There are two ways to approach removing a tick, wearing a pair of inexpensive latex gloves grab hold of the tick and rock it back and forth a few times to loosen its grip and then pull it straight out of the dog.

Another means and for me the best way is to use a pair of tweezers to pull the tick out of the dog. Placing the tweezers between the dog and the tick and gently pull it straight out. You need to get all of it out. I suggest applying a bit of antiseptic to the spot after you remove the tick.

Ticks go through 4 stages of life from egg, larvae, nymphs and then adulthood.

Some female species lay about a 100 eggs at a time while other varieties of ticks can lay between 3,000 to 6,000 at a time.

Interestingly it can take from a year to several years for a tick to go through all 4 stages of life. They need to have a drink of their favorite beverage before they can proceed into the next stage of growth and some species can go for years without feeding.

In the United States we have over 200 species of ticks.

With the exception of a vaccine for the prevention of Lyme disease there are no other vaccines to eliminate ticks. It is necessary to pick them off your pet or keep your pet out of areas where ticks thrive.

The Lyme disease vaccine lasts for only 6 months and is given usually only in areas where dogs are routinely out in the field and could pick up deer ticks.

There are many products on the market that are approved to help control fleas and ticks. Read labels, follow directions, consult your vet if you have any questions. Most importantly do not use dog products on your cat.

Mosquitoes: Mosquitoes are generally considered people pests, however mosquitoes carry the potential risk of giving your dog or cat “heartworms.” Heartworms are dog killers and your pet needs to be protected from the dreaded disease.

One of the most important things you can do for your pet is to have it on a heartworm preventative.

Your dog needs to be tested for the parasite and if your pet is heartworm free it can be started on the preventative medication.

Dogs that are already infested can be treated, but the treatment is not an easy thing for the pet or the pet’s owner to go through.
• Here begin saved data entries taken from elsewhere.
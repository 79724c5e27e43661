use std::sync::Arc;
use std::time::Duration;

use rand::Rng;
use rand::distributions::Alphanumeric;
use tokio::io::{AsyncRead, AsyncWrite};
use tracing::{debug, info, warn};

use super::connector::SmtpConnect;
use super::machine::ProbeMachine;
use super::options::SmtpProbeOptions;
use super::session::SmtpSession;
use super::types::ProbeReport;

const CATCH_ALL_LOCAL_LEN: usize = 20;

/// Runs one SMTP dialogue per call against a single mail exchanger.
#[derive(Clone)]
pub struct SmtpProber {
    options: SmtpProbeOptions,
    connector: Arc<dyn SmtpConnect>,
}

impl std::fmt::Debug for SmtpProber {
    fn fmt(&self, f: &mut std::fmt::Formatter<'_>) -> std::fmt::Result {
        f.debug_struct("SmtpProber")
            .field("options", &self.options)
            .finish_non_exhaustive()
    }
}

impl SmtpProber {
    pub fn new(options: SmtpProbeOptions, connector: Arc<dyn SmtpConnect>) -> Self {
        Self { options, connector }
    }

    /// Asks `host` whether it would accept mail for `local@domain`. When
    /// catch-all detection is on, a random recipient on the same domain is
    /// tried after an accepted target.
    pub async fn probe(&self, host: &str, local: &str, domain: &str) -> ProbeReport {
        let random = self
            .options
            .catch_all_check
            .then(|| random_local_part(CATCH_ALL_LOCAL_LEN));
        self.probe_with(host, local, domain, random).await
    }

    /// Same as [`probe`](Self::probe) with a caller-chosen catch-all local part.
    pub async fn probe_with(
        &self,
        host: &str,
        local: &str,
        domain: &str,
        catch_all_local: Option<String>,
    ) -> ProbeReport {
        let machine = ProbeMachine::new(
            self.options.helo_name(),
            self.options.mail_from.trim(),
            format!("{local}@{domain}"),
            catch_all_local.map(|random| format!("{random}@{domain}")),
        );
        let connect_timeout = self.options.connect_timeout;
        let command_timeout = self.options.command_timeout;
        let port = self.options.port;

        let session = async move {
            debug!(host, port, "connecting to mail exchanger");
            let stream =
                match tokio::time::timeout(connect_timeout, self.connector.connect(host, port)).await {
                    Ok(Ok(stream)) => stream,
                    Ok(Err(err)) => {
                        warn!(host, error = %err, "SMTP connection failed");
                        return ProbeReport::unreachable(host, err.to_string());
                    }
                    Err(_) => {
                        warn!(host, ?connect_timeout, "SMTP connection timed out");
                        return ProbeReport::unreachable(
                            host,
                            format!("connection timed out after {connect_timeout:?}"),
                        );
                    }
                };
            drive(host, stream, machine, command_timeout).await
        };

        match tokio::time::timeout(self.options.probe_timeout, session).await {
            Ok(report) => report,
            Err(_) => {
                warn!(host, timeout = ?self.options.probe_timeout, "SMTP probe exceeded its deadline");
                ProbeReport::unreachable(host, "SMTP probe timed out")
            }
        }
    }
}

/// Pumps replies into `machine` and its commands back to the server until
/// the dialogue ends or the transport fails.
pub(crate) async fn drive<S>(
    host: &str,
    stream: S,
    mut machine: ProbeMachine,
    command_timeout: Duration,
) -> ProbeReport
where
    S: AsyncRead + AsyncWrite + Unpin,
{
    machine.connected();
    let mut session = SmtpSession::new(host, stream, command_timeout);
    loop {
        let reply = match session.read_reply(machine.state()).await {
            Ok(reply) => reply,
            Err(err) => {
                machine.fail(err.to_string());
                break;
            }
        };
        let Some(command) = machine.advance(&reply) else {
            break;
        };
        if let Err(err) = session.send(&command.to_string(), machine.state()).await {
            machine.fail(err.to_string());
            break;
        }
    }

    let report = ProbeReport {
        host: host.to_string(),
        state: machine.state(),
        details: machine.details(),
        outcome: machine.outcome(),
        reason: machine.reason().map(str::to_string),
        transcript: session.transcript,
    };
    info!(
        host,
        outcome = %report.outcome,
        catch_all = report.details.catch_all,
        state = ?report.state,
        "SMTP probe finished"
    );
    report
}

/// Lowercase alphanumeric local part, clamped to 6..=32 characters.
pub(crate) fn random_local_part(len: usize) -> String {
    rand::thread_rng()
        .sample_iter(&Alphanumeric)
        .take(len.clamp(6, 32))
        .map(char::from)
        .collect::<String>()
        .to_lowercase()
}
use std::net::IpAddr;
use std::time::Duration;

use async_trait::async_trait;
use tracing::debug;
use trust_dns_resolver::TokioAsyncResolver;
use trust_dns_resolver::error::{ResolveError, ResolveErrorKind};

use super::{Error, MxRecord, MxStatus};

/// Source of MX and address records. Implemented by [`SystemDns`] and by
/// stubs in tests.
#[async_trait]
pub trait DnsLookup: Send + Sync {
    async fn lookup_mx(&self, domain: &str) -> Result<Vec<MxRecord>, Error>;
    async fn lookup_ip(&self, host: &str) -> Result<Vec<IpAddr>, Error>;
}

/// System resolver (`/etc/resolv.conf`) on the Tokio runtime.
pub struct SystemDns {
    resolver: TokioAsyncResolver,
}

impl SystemDns {
    pub fn from_system_conf() -> Result<Self, Error> {
        let resolver = TokioAsyncResolver::tokio_from_system_conf().map_err(Error::resolver_init)?;
        Ok(Self { resolver })
    }
}

#[async_trait]
impl DnsLookup for SystemDns {
    async fn lookup_mx(&self, domain: &str) -> Result<Vec<MxRecord>, Error> {
        let lookup = self
            .resolver
            .mx_lookup(fqdn(domain))
            .await
            .map_err(|err| classify_error(domain, err))?;
        let mut records = Vec::new();
        for mx in lookup.iter() {
            let exchange = normalize_exchange(mx.exchange().to_utf8());
            records.push(MxRecord::new(mx.preference(), exchange));
        }
        Ok(records)
    }

    async fn lookup_ip(&self, host: &str) -> Result<Vec<IpAddr>, Error> {
        let lookup = self
            .resolver
            .lookup_ip(fqdn(host))
            .await
            .map_err(|err| classify_error(host, err))?;
        Ok(lookup.iter().collect())
    }
}

fn classify_error(name: &str, err: ResolveError) -> Error {
    match err.kind() {
        ResolveErrorKind::NoRecordsFound { .. } => Error::no_records(name),
        ResolveErrorKind::Timeout => Error::Timeout {
            name: name.to_string(),
        },
        _ => Error::lookup(name, err),
    }
}

fn fqdn(name: &str) -> String {
    if name.ends_with('.') {
        name.to_string()
    } else {
        format!("{name}.")
    }
}

/// Resolve the mail hosts of `ascii_domain`: MX first, A/AAAA fallback.
///
/// Never fails; every lookup is bounded by `timeout` and failures are folded
/// into [`MxStatus::Failed`] / [`MxStatus::NoRecords`].
pub async fn resolve_mail_hosts<R>(resolver: &R, ascii_domain: &str, timeout: Duration) -> MxStatus
where
    R: DnsLookup + ?Sized,
{
    let mx = match tokio::time::timeout(timeout, resolver.lookup_mx(ascii_domain)).await {
        Ok(result) => result,
        Err(_) => Err(Error::Timeout {
            name: ascii_domain.to_string(),
        }),
    };

    match mx {
        Ok(mut records) => {
            records.sort();
            records.dedup();
            if records.len() == 1 && records[0].is_null() {
                debug!(domain = ascii_domain, "null MX published");
                return MxStatus::NoRecords;
            }
            records.retain(|r| !r.is_null());
            if !records.is_empty() {
                return MxStatus::Records(records);
            }
        }
        Err(err) if err.is_no_records() => {}
        Err(err) => {
            debug!(domain = ascii_domain, error = %err, "MX lookup failed");
            return MxStatus::Failed(err.to_string());
        }
    }

    // RFC 5321 §5.1: implicit MX from the domain's own A/AAAA records
    match tokio::time::timeout(timeout, resolver.lookup_ip(ascii_domain)).await {
        Ok(Ok(addrs)) if !addrs.is_empty() => MxStatus::Implicit(addrs),
        Ok(Ok(_)) => MxStatus::NoRecords,
        Ok(Err(err)) if err.is_no_records() => MxStatus::NoRecords,
        Ok(Err(err)) => MxStatus::Failed(err.to_string()),
        Err(_) => MxStatus::Failed(format!("address lookup for {ascii_domain} timed out")),
    }
}

pub(crate) fn normalize_exchange(exchange: String) -> String {
    let trimmed = exchange.trim_end_matches('.');
    trimmed.to_ascii_lowercase()
}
Some dogs survive the treatment and some do not.

Prevention in this case is really worth the expense of the test and the cost of the medication.

I have not been aware of cats having heartworms, but I am certain in heavily infested mosquito areas it is very possible if you have indoor/outdoor cats.

Stinging Insects Bees, hornets, wasps and all the other stinging insects at one time or another come in contact with your dog. Dogs love to stalk things, they snap at the insects if they are pestering them and as a result they usually end up getting stung.

However, they come about it, a sting hurts and you need to help your pet.

Remove the stinger with tweezers and apply a paste using baking soda and a little water. An icepack can help reduce the swelling, too. If your dog has an allergic reaction to the sting and the swelling seems rather over whelming CALL your vet at once or take the dog to an animal emergency clinic at once.

Spring, summer and early fall are such beautiful times, but with the good comes the bad and that is why you as a responsible pet owner must be on your toes to help your pet be pest free.

Your pet is a member of your family and the extra effort is takes to keep your dog or cat comfortable and healthy is worth the effort, when you consider all the love you get in return.